Ghostland (ou Incident in a Ghost Land) est le quatrième film du français Pascal Laugier, spécialisé dans l’horreur et auparavant assistant réalisateur auprès de Christophe Gans (connu pour son Silent Hill). Pour ce film qui tire sur l’horreur, le thriller psychologique et le slasher, Pascal Laugier a endossé à la fois le costume de réalisateur et celui de scénariste.


Sa réalisation, sans être mauvaise, n’est pas très bien adaptée à l’horreur je trouve. Les plans sont très majoritairement rapprochés, souvent même des gros plans. C’est bien pour s’identifier au personnage en voyant ses réactions, mais ça ne permet pas bien de voir le décors et donc de créer efficacement une atmosphère horrifique et faire monter la tension. De même, le montage est par moments un peu trop saccadé par rapport à l’ambiance.

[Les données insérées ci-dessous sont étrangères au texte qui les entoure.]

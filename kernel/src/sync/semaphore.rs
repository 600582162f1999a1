// Copyright 2022 The Firefly Authors.
//
// Use of this source code is governed by a BSD 3-clause
// license that can be found in the LICENSE file.

//! Implements named counting semaphores with per-thread registration.
//!
//! Semaphores are created by name: creating a name that already exists
//! registers the caller with the existing semaphore and returns its id.
//! Only registered threads may perform [`p`], [`v`], or
//! [`destroy_semaphore`] on it. Destroying deregisters the caller; when
//! the last registrant leaves, any remaining waiters are woken (they
//! observe the semaphore as destroyed and fail with not-found) and the
//! semaphore is removed from the registry.
//!
//! `p` uses the classical semantics: the count is re-checked under an
//! atomic section after every wake, and only a positive count is
//! decremented, so a thread can never pass on a count it did not own.

use alloc::string::String;
use alloc::sync::Arc;
use alloc::vec::Vec;
use core::sync::atomic::{AtomicBool, AtomicU64, Ordering};
use ember_abi::Error;
use interrupts::with_atomic;
use multitasking::{current_thread, wait, wake_up, wake_up_one, ThreadId, WaitQueue};

/// The longest allowed semaphore name, in bytes.
///
pub const MAX_SEMAPHORE_NAME: usize = 25;

/// The largest number of threads that may be registered
/// with one semaphore at a time.
///
pub const MAX_REGISTERED_THREADS: usize = 60;

/// Identifies a live semaphore. Ids are allocated
/// monotonically from 1 and never reused.
///
#[derive(Clone, Copy, Debug, PartialEq, Eq)]
pub struct SemaphoreId(pub u64);

impl SemaphoreId {
    /// Returns a numerical representation for the
    /// semaphore id.
    ///
    pub const fn as_u64(&self) -> u64 {
        self.0
    }
}

/// A named counting semaphore.
///
#[derive(Debug)]
struct Semaphore {
    id: SemaphoreId,
    name: String,

    // The current count. Mutated only inside atomic
    // sections.
    count: AtomicU64,

    // The threads allowed to operate on this semaphore.
    registered: spin::Mutex<Vec<ThreadId>>,

    // Set when the last registrant deregisters. Woken
    // waiters check this and bail out.
    destroyed: AtomicBool,

    waiters: WaitQueue,
}

impl Semaphore {
    fn is_registered(&self, thread: ThreadId) -> bool {
        self.registered.lock().contains(&thread)
    }
}

/// The named semaphore registry.
///
pub(crate) struct SemaphoreRegistry {
    semaphores: Vec<Arc<Semaphore>>,
    next_id: u64,
}

impl SemaphoreRegistry {
    const fn new() -> Self {
        SemaphoreRegistry {
            semaphores: Vec::new(),
            next_id: 1,
        }
    }

    fn find_by_name(&self, name: &str) -> Option<Arc<Semaphore>> {
        self.semaphores
            .iter()
            .find(|sem| sem.name == name)
            .cloned()
    }

    fn get(&self, id: SemaphoreId) -> Option<Arc<Semaphore>> {
        self.semaphores.iter().find(|sem| sem.id == id).cloned()
    }

    /// Creates a semaphore named `name` with the given
    /// initial count, or registers `caller` with the
    /// existing semaphore of that name. Returns its id.
    ///
    fn create(
        &mut self,
        caller: ThreadId,
        name: &str,
        initial_count: i64,
    ) -> Result<SemaphoreId, Error> {
        if name.is_empty() || name.len() > MAX_SEMAPHORE_NAME {
            return Err(Error::InvalidArgument);
        }
        if name.bytes().any(|b| b == 0) {
            return Err(Error::InvalidArgument);
        }
        if initial_count < 0 {
            return Err(Error::InvalidArgument);
        }

        let semaphore = match self.find_by_name(name) {
            Some(semaphore) => semaphore,
            None => {
                let semaphore = Arc::new(Semaphore {
                    id: SemaphoreId(self.next_id),
                    name: String::from(name),
                    count: AtomicU64::new(initial_count as u64),
                    registered: spin::Mutex::new(Vec::new()),
                    destroyed: AtomicBool::new(false),
                    waiters: WaitQueue::new(),
                });

                self.next_id += 1;
                self.semaphores.push(semaphore.clone());
                semaphore
            }
        };

        let mut registered = semaphore.registered.lock();
        if registered.len() == MAX_REGISTERED_THREADS {
            return Err(Error::Busy);
        }
        if !registered.contains(&caller) {
            registered.push(caller);
        }

        Ok(semaphore.id)
    }

    /// Removes `caller` from the semaphore's registered
    /// set. If the set becomes empty, the semaphore is
    /// removed from the registry and returned so the
    /// caller can wake any remaining waiters.
    ///
    fn deregister(
        &mut self,
        caller: ThreadId,
        id: SemaphoreId,
    ) -> Result<Option<Arc<Semaphore>>, Error> {
        let semaphore = self.get(id).ok_or(Error::NotFound)?;

        let empty = {
            let mut registered = semaphore.registered.lock();
            if !registered.contains(&caller) {
                return Err(Error::AccessDenied);
            }

            registered.retain(|&thread| thread != caller);
            registered.is_empty()
        };

        if !empty {
            return Ok(None);
        }

        semaphore.destroyed.store(true, Ordering::SeqCst);
        self.semaphores.retain(|sem| sem.id != id);

        Ok(Some(semaphore))
    }
}

/// REGISTRY holds every live named semaphore.
///
static REGISTRY: spin::Mutex<SemaphoreRegistry> = spin::Mutex::new(SemaphoreRegistry::new());

/// Creates a semaphore with the given name and initial
/// count, or registers the calling thread with the
/// existing semaphore of that name. Returns the semaphore
/// id used with [`p`], [`v`], and [`destroy_semaphore`].
///
pub fn create_semaphore(name: &str, initial_count: i64) -> Result<SemaphoreId, Error> {
    let caller = current_thread().id();
    with_atomic(|| REGISTRY.lock().create(caller, name, initial_count))
}

/// Looks up a semaphore, checking that the calling thread
/// is registered with it.
///
fn checked_lookup(id: SemaphoreId) -> Result<Arc<Semaphore>, Error> {
    let semaphore = REGISTRY.lock().get(id).ok_or(Error::NotFound)?;
    if !semaphore.is_registered(current_thread().id()) {
        return Err(Error::AccessDenied);
    }

    Ok(semaphore)
}

/// Acquires the semaphore, blocking while its count is
/// zero.
///
pub fn p(id: SemaphoreId) -> Result<(), Error> {
    with_atomic(|| {
        let semaphore = checked_lookup(id)?;

        loop {
            if semaphore.destroyed.load(Ordering::SeqCst) {
                // The semaphore was destroyed while we
                // waited.
                return Err(Error::NotFound);
            }

            let count = semaphore.count.load(Ordering::SeqCst);
            if count > 0 {
                semaphore.count.store(count - 1, Ordering::SeqCst);

                // The count may still be positive if several
                // releases arrived together; pass the wakeup
                // on so no waiter is stranded.
                if count > 1 {
                    wake_up_one(&semaphore.waiters);
                }

                return Ok(());
            }

            wait(&semaphore.waiters);
        }
    })
}

/// Releases the semaphore, waking a waiter if the count
/// was zero.
///
pub fn v(id: SemaphoreId) -> Result<(), Error> {
    with_atomic(|| {
        let semaphore = checked_lookup(id)?;

        let count = semaphore.count.load(Ordering::SeqCst) + 1;
        semaphore.count.store(count, Ordering::SeqCst);
        if count == 1 {
            wake_up_one(&semaphore.waiters);
        }

        Ok(())
    })
}

/// Deregisters the calling thread from the semaphore.
///
/// When the last registered thread leaves, any waiters are
/// woken (and observe the destruction) and the semaphore
/// is removed from the registry.
///
pub fn destroy_semaphore(id: SemaphoreId) -> Result<(), Error> {
    let caller = current_thread().id();
    with_atomic(|| {
        let destroyed = REGISTRY.lock().deregister(caller, id)?;
        if let Some(semaphore) = destroyed {
            wake_up(&semaphore.waiters);
        }

        Ok(())
    })
}

#[cfg(test)]
mod tests {
    use super::SemaphoreId;
    use super::SemaphoreRegistry;
    use super::MAX_REGISTERED_THREADS;
    use core::sync::atomic::Ordering;
    use ember_abi::Error;
    use multitasking::ThreadId;

    #[test]
    fn test_create_and_reuse_by_name() {
        let mut registry = SemaphoreRegistry::new();

        let first = registry
            .create(ThreadId(1), "ping", 1)
            .expect("create failed");
        assert_eq!(first, SemaphoreId(1));

        // Creating the same name registers the caller and
        // returns the existing id.
        let again = registry
            .create(ThreadId(2), "ping", 7)
            .expect("create failed");
        assert_eq!(again, first);

        let semaphore = registry.get(first).expect("semaphore not discoverable");
        assert_eq!(semaphore.count.load(Ordering::SeqCst), 1);
        assert!(semaphore.is_registered(ThreadId(1)));
        assert!(semaphore.is_registered(ThreadId(2)));

        // A different name allocates the next id.
        let other = registry
            .create(ThreadId(1), "pong", 0)
            .expect("create failed");
        assert_eq!(other, SemaphoreId(2));
    }

    #[test]
    fn test_invalid_names_and_counts() {
        let mut registry = SemaphoreRegistry::new();

        assert_eq!(
            registry.create(ThreadId(1), "", 0),
            Err(Error::InvalidArgument)
        );
        assert_eq!(
            registry.create(ThreadId(1), "a-name-well-over-the-25-byte-limit", 0),
            Err(Error::InvalidArgument)
        );
        assert_eq!(
            registry.create(ThreadId(1), "nul\0name", 0),
            Err(Error::InvalidArgument)
        );
        assert_eq!(
            registry.create(ThreadId(1), "ok", -1),
            Err(Error::InvalidArgument)
        );
    }

    #[test]
    fn test_registration_cap() {
        let mut registry = SemaphoreRegistry::new();
        for i in 0..MAX_REGISTERED_THREADS {
            registry
                .create(ThreadId(i as u64 + 1), "crowded", 0)
                .expect("create failed");
        }

        assert_eq!(
            registry.create(ThreadId(999), "crowded", 0),
            Err(Error::Busy)
        );
    }

    #[test]
    fn test_deregister_and_destroy() {
        let mut registry = SemaphoreRegistry::new();
        let id = registry
            .create(ThreadId(1), "shared", 0)
            .expect("create failed");
        registry
            .create(ThreadId(2), "shared", 0)
            .expect("create failed");

        // A thread that never registered cannot leave.
        assert_eq!(
            registry.deregister(ThreadId(3), id).unwrap_err(),
            Error::AccessDenied
        );

        // The first deregistration leaves the semaphore
        // alive and discoverable.
        assert!(registry
            .deregister(ThreadId(1), id)
            .expect("deregister failed")
            .is_none());
        assert!(registry.get(id).is_some());

        // The last deregistration destroys it.
        let destroyed = registry
            .deregister(ThreadId(2), id)
            .expect("deregister failed")
            .expect("semaphore should be destroyed");
        assert!(destroyed.destroyed.load(Ordering::SeqCst));
        assert!(registry.get(id).is_none());

        // Unknown ids report not-found.
        assert_eq!(
            registry.deregister(ThreadId(2), id).unwrap_err(),
            Error::NotFound
        );

        // The id is not reused.
        let next = registry
            .create(ThreadId(1), "shared", 0)
            .expect("create failed");
        assert_eq!(next, SemaphoreId(2));
    }
}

Tout cela est en particulier vrai dans le deuxième acte (Beth adulte). Par contre, la lumière, point crucial dans le genre horrifique, est réussie.


Mais pour moi, le gros problème du film réside dans l’écriture, qui alterne entre le paresseux et le mal exploité —les dialogues eux parfois maladroits—.

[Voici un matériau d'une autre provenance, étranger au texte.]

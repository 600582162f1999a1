// Copyright 2022 The Firefly Authors.
//
// Use of this source code is governed by a BSD 3-clause
// license that can be found in the LICENSE file.

//! switch contains the functionality to switch between threads.
//!
//! This is the architecture-specific residue of the scheduler, with a
//! narrow contract: given pointers to the outgoing and incoming threads'
//! saved stack pointer cells, save the callee-saved state on the current
//! stack, swap stacks, and resume whatever the incoming stack describes.
//! New threads' stacks are prebuilt so that "resuming" them enters a
//! launch stub.

use core::arch::global_asm;

global_asm!(include_str!("switch.s"));

// The following functions are implemented in switch.s.
//
extern "sysv64" {
    /// switch_stack replaces the current stack with a new
    /// stack, using the System V ABI. Its last action is
    /// to start executing the new thread.
    ///
    /// switch_stack takes a pointer to each thread's saved
    /// stack pointer cell.
    ///
    pub fn switch_stack(current_stack_pointer: *mut u64, new_stack_pointer: *const u64);

    /// launch_kernel_thread starts a new kernel thread by
    /// being the address "returned to" by switch_stack.
    ///
    /// It enables interrupts, then pops the thread's entry
    /// point and argument from the stack and makes the
    /// call. If the entry point returns, the thread exits
    /// cleanly with code 0 via kernel_thread_exit.
    ///
    pub fn launch_kernel_thread() -> !;

    /// launch_user_thread starts a new user process by
    /// being the address "returned to" by switch_stack.
    ///
    /// It pops the argument block address into `rsi` and
    /// the user data selector into the data segment
    /// registers, then irets into the prebuilt
    /// user-privilege frame.
    ///
    pub fn launch_user_thread() -> !;
}

/// Called from launch_kernel_thread when a thread's entry
/// point returns.
///
#[no_mangle]
extern "sysv64" fn kernel_thread_exit() -> ! {
    crate::thread::exit(0);
}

Dans le paresseux je range tout un ensemble de clichés de films d’horreurs aucunement justifiés, juste balancés à la figure parce que “ça fait peur” : la vieille maison isolée —qui au passage a un intérieur de psychopathe—, la famille qui y déménage justement, les poupées flippantes, un faux miroir qui recèle une poupée “à jumpscare”, le camion de glacier, les méchants de freak show —un fat man et un trans—, etc.
Plus particulièrement, dès le début du film, Beth lit dans un journal qu’il y a des “tueurs de familles” qui rodent, décrivant ce qu’ils font subir à leurs victimes. Du coup on sait exactement ce qu’il va arriver, et “ah bah mince alors”, les deux psychopathes étaient justement dans le camion de glacier qui les suivait agressivement en chemin. C’est cliché donc on n’a pas peur, et il y a zéro surprise.

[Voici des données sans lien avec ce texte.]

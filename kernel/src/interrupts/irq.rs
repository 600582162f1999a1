// Copyright 2022 The Firefly Authors.
//
// Use of this source code is governed by a BSD 3-clause
// license that can be found in the LICENSE file.

//! Handles interrupts via the [Programmable Interrupt Controller](https://en.wikipedia.org/wiki/Programmable_interrupt_controller) (PIC).
//!
//! The functionality for the PIC is quite different from the functionality
//! for CPU exceptions. Exceptions are handled directly through the IDT.
//! The PIC's IRQs are instead registered using the [`register_irq`] function,
//! making it easier to handle IRQs, without needing to know the details of
//! the PIC.
//!
//! The other big difference with the IRQ handling is that IRQ handlers don't
//! need to acknowledge the PIC, and are passed the IRQ number. This is made
//! easier by the [`Irq`] type and its [`acknowledge`](Irq::acknowledge)
//! method.

use crate::{PICS, PIC_1_OFFSET};
use x86_64::instructions::interrupts::without_interrupts;
use x86_64::structures::idt::{HandlerFunc, InterruptStackFrame};

/// Irq represents an IRQ number.
///
/// It can be used to acknowledge the current IRQ from
/// within the IRQ handler.
///
#[derive(Clone, Copy, Debug)]
pub struct Irq(u8);

impl Irq {
    /// Returns an IRQ if within the range [0, 15], or None otherwise.
    ///
    pub const fn new(irq: u8) -> Option<Irq> {
        if irq <= 15 {
            Some(Irq(irq))
        } else {
            None
        }
    }

    /// Returns an IRQ if within the range [0, 15], or panics otherwise.
    ///
    pub const fn new_unsafe(irq: u8) -> Irq {
        if irq > 15 {
            panic!("invalid IRQ larger than 15");
        }

        Irq(irq)
    }

    /// Returns the IRQ in the range [0, 15].
    ///
    pub fn as_u8(&self) -> u8 {
        self.0
    }

    /// Returns the IRQ in the range [0, 15].
    ///
    pub fn as_usize(&self) -> usize {
        self.0 as usize
    }

    /// Returns the IRQ as its offset in the [Interrupt Descriptor Table](https://en.wikipedia.org/wiki/Interrupt_descriptor_table) (IDT).
    ///
    pub fn interrupt_id(&self) -> u8 {
        self.0 + PIC_1_OFFSET as u8
    }

    /// Informs the programmable interrupt controller that the
    /// IRQ has been handled. Do not call `acknowledge` more than
    /// once.
    ///
    pub fn acknowledge(&self) {
        unsafe {
            PICS.lock().notify_end_of_interrupt(self.interrupt_id());
        }
    }
}

/// Represents an IRQ handler function.
///
pub type IrqHandler = fn(frame: InterruptStackFrame, irq: Irq);

/// IRQS helps us to track which IRQs have been allocated.
///
static IRQS: spin::Mutex<[Option<IrqHandler>; 16]> = spin::Mutex::new([None; 16]);

/// Sets the handler for the given IRQ.
///
/// The handler will almost certainly want to acknowledge
/// the interrupt using `irq.acknowledge()`, so that future
/// interrupts will follow.
///
/// If the given IRQ has already been assigned, `register_irq`
/// will panic.
///
pub fn register_irq(irq: Irq, handler: IrqHandler) {
    without_interrupts(|| {
        // Register the handler.
        let mut irqs = IRQS.lock();
        if irqs[irq.as_usize()].is_some() {
            panic!("IRQ {:?} has already been registered", irq);
        }

        irqs[irq.as_usize()] = Some(handler);

        // Enable the PIC line.
        let mut pics = PICS.lock();
        let mut masks = unsafe { pics.read_masks() };
        let (pic, line) = if irq.as_u8() < 8 {
            (0, irq.as_u8())
        } else {
            (1, irq.as_u8() - 8)
        };

        masks[pic] &= !(1 << line);

        // We have to unmask the link between the
        // PICs to unmask the second PIC.
        if pic == 1 {
            masks[0] &= !(1 << 2);
        }

        unsafe { pics.write_masks(masks[0], masks[1]) };
    });
}

// IRQ handlers.

#[inline]
fn irq_handler_generic(frame: InterruptStackFrame, irq: Irq) {
    if let Some(handler) = IRQS.lock()[irq.as_usize()] {
        handler(frame, irq);
    }
}

/// An internal macro to define the 16 IRQ entry points and
/// collect them into [`IRQ_HANDLERS`].
///
macro_rules! irq_handlers {
    ($(($name:ident, $num:literal)),+ $(,)?) => {
        $(
            extern "x86-interrupt" fn $name(frame: InterruptStackFrame) {
                irq_handler_generic(frame, Irq($num));
            }
        )+

        pub(super) const IRQ_HANDLERS: [HandlerFunc; 16] = [$($name),+];
    };
}

irq_handlers! {
    (irq_handler_0, 0u8),
    (irq_handler_1, 1u8),
    (irq_handler_2, 2u8),
    (irq_handler_3, 3u8),
    (irq_handler_4, 4u8),
    (irq_handler_5, 5u8),
    (irq_handler_6, 6u8),
    (irq_handler_7, 7u8),
    (irq_handler_8, 8u8),
    (irq_handler_9, 9u8),
    (irq_handler_10, 10u8),
    (irq_handler_11, 11u8),
    (irq_handler_12, 12u8),
    (irq_handler_13, 13u8),
    (irq_handler_14, 14u8),
    (irq_handler_15, 15u8),
}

Dans le mal exploité, je range tout le concept de montrer Beth adulte —et Vera, et la mère—. Comme c’est assez central dans le film, je passe en zone spoilers.


L’idée est à la base vraiment cool : nous faire croire qu’on est quinze ans plus tard alors qu’on est dans une histoire que se raconte une Beth en état de choc. D’autant plus que quand on se rend compte de la vérité, ça explique pas mal d’incohérences. Et ça joue assez élégamment sur les codes de l’horreur en laissant croire à une histoire surnaturelle quand en réalité on est face à un slasher assez basique. Mais finalement… tout ce monde ne sert à rien. Pascal Laugier aurait pu faire une vraie enquête, et l’éclatement de la vérité, l'acceptation de la réalité aurait été le climax du film, soit à la fin du second, soit au dernier tiers d’une histoire en trois actes.
À la place on a malheureusement une histoire un peu bancale en cinq actes, où Beth retourne dans son monde fin quatrième/début cinquième au moment où les deux soeurs se font rattraper. Il y avait là aussi la possibilité de faire une fin poignante, avec Beth refusant de sortir de son monde parfait, heureuse dans son rêve car sans espoir dans la réalité. Mais non, elle décide de revenir une seconde fois, et on nous sert une fin classique et décevante. Certes, cette fois ci Beth décide volontairement d'accepter la réalité, mais comme manifestement il avait suffi de quelques grandes claques pour la réveiller la première fois, ça perd de son intérêt.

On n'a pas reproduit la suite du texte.